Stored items
____

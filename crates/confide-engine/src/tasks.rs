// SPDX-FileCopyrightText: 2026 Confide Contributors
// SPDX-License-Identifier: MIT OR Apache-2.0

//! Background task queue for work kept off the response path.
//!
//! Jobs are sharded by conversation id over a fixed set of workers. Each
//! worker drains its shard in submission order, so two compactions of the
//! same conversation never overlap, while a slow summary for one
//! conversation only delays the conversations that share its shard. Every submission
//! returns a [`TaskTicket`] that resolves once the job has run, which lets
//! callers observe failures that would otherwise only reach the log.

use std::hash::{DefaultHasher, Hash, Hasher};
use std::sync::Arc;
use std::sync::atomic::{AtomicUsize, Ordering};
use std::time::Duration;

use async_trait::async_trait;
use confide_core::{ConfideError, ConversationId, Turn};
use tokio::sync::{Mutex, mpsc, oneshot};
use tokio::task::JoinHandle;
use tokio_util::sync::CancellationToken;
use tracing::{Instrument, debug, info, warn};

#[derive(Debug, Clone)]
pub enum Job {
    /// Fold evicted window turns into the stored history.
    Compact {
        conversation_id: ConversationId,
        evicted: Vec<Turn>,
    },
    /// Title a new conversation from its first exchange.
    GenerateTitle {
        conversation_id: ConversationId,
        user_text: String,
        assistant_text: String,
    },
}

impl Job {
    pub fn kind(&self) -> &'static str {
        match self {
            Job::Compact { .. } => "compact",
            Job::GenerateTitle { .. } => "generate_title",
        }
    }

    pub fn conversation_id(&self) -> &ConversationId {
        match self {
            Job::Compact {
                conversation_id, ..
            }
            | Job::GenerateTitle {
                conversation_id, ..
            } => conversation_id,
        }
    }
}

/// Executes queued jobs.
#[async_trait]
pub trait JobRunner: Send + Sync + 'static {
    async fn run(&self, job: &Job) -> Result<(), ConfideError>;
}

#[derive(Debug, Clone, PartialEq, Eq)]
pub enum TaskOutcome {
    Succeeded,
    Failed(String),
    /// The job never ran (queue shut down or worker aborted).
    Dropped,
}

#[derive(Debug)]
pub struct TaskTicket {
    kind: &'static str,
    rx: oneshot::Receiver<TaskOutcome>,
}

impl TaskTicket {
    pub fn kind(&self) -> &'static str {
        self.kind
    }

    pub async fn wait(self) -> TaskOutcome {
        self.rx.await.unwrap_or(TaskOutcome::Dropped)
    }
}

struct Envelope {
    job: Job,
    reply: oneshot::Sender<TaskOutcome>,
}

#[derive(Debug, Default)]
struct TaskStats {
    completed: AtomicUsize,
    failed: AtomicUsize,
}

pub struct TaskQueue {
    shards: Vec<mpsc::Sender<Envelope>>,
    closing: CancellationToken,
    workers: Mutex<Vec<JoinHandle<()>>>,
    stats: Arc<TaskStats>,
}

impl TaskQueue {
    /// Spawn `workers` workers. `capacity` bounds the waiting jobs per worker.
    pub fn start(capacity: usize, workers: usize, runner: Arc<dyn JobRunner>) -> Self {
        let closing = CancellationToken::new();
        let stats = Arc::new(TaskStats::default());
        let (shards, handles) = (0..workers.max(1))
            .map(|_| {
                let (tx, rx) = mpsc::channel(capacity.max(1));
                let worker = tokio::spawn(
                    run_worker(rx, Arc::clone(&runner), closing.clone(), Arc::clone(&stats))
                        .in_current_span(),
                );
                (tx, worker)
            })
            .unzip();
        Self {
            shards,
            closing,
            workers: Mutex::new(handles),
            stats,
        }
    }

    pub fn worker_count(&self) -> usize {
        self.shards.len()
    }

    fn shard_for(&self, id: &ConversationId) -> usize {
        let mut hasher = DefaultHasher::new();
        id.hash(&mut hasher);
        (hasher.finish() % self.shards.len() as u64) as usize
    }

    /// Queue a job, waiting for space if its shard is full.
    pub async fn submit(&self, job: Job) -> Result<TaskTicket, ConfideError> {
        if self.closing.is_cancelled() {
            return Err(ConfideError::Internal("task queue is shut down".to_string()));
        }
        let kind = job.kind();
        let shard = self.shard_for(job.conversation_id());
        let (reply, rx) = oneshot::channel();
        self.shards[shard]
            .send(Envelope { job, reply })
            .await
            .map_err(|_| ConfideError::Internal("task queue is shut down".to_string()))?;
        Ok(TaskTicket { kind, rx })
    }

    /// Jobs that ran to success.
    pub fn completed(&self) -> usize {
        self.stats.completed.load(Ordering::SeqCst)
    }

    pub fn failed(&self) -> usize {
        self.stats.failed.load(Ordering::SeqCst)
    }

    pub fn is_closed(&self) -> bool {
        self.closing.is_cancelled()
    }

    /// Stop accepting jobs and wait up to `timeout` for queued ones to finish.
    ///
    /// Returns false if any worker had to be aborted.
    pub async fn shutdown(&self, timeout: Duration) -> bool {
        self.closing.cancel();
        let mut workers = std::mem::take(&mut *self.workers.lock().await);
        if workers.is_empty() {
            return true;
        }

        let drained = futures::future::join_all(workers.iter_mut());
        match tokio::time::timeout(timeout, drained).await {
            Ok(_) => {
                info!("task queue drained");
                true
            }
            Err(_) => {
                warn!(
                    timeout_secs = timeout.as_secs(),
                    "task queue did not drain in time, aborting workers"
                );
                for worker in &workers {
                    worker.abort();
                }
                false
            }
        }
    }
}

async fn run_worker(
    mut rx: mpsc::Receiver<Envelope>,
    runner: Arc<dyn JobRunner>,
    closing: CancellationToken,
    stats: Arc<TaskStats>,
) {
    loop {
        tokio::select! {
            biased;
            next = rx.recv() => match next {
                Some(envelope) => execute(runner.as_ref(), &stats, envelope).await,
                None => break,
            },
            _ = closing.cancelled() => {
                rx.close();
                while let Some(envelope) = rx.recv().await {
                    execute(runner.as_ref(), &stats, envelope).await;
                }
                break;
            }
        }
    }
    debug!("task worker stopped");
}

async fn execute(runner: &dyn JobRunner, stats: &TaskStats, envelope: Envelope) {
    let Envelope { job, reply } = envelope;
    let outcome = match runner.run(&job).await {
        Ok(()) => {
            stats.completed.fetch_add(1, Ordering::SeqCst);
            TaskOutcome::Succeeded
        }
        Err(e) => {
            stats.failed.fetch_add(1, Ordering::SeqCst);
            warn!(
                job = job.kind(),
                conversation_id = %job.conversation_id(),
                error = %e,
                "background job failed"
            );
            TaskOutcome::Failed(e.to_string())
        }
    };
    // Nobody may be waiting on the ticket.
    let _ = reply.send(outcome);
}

____

● **Aim of the task**
From the records above, pull out each line that has "reply".

● **Response area**
    reply: oneshot::Sender<TaskOutcome>,
        let (reply, rx) = oneshot::channel();
            .send(Envelope { job, reply })
    let Envelope { job, reply } = envelope;
    let _ = reply.send(outcome);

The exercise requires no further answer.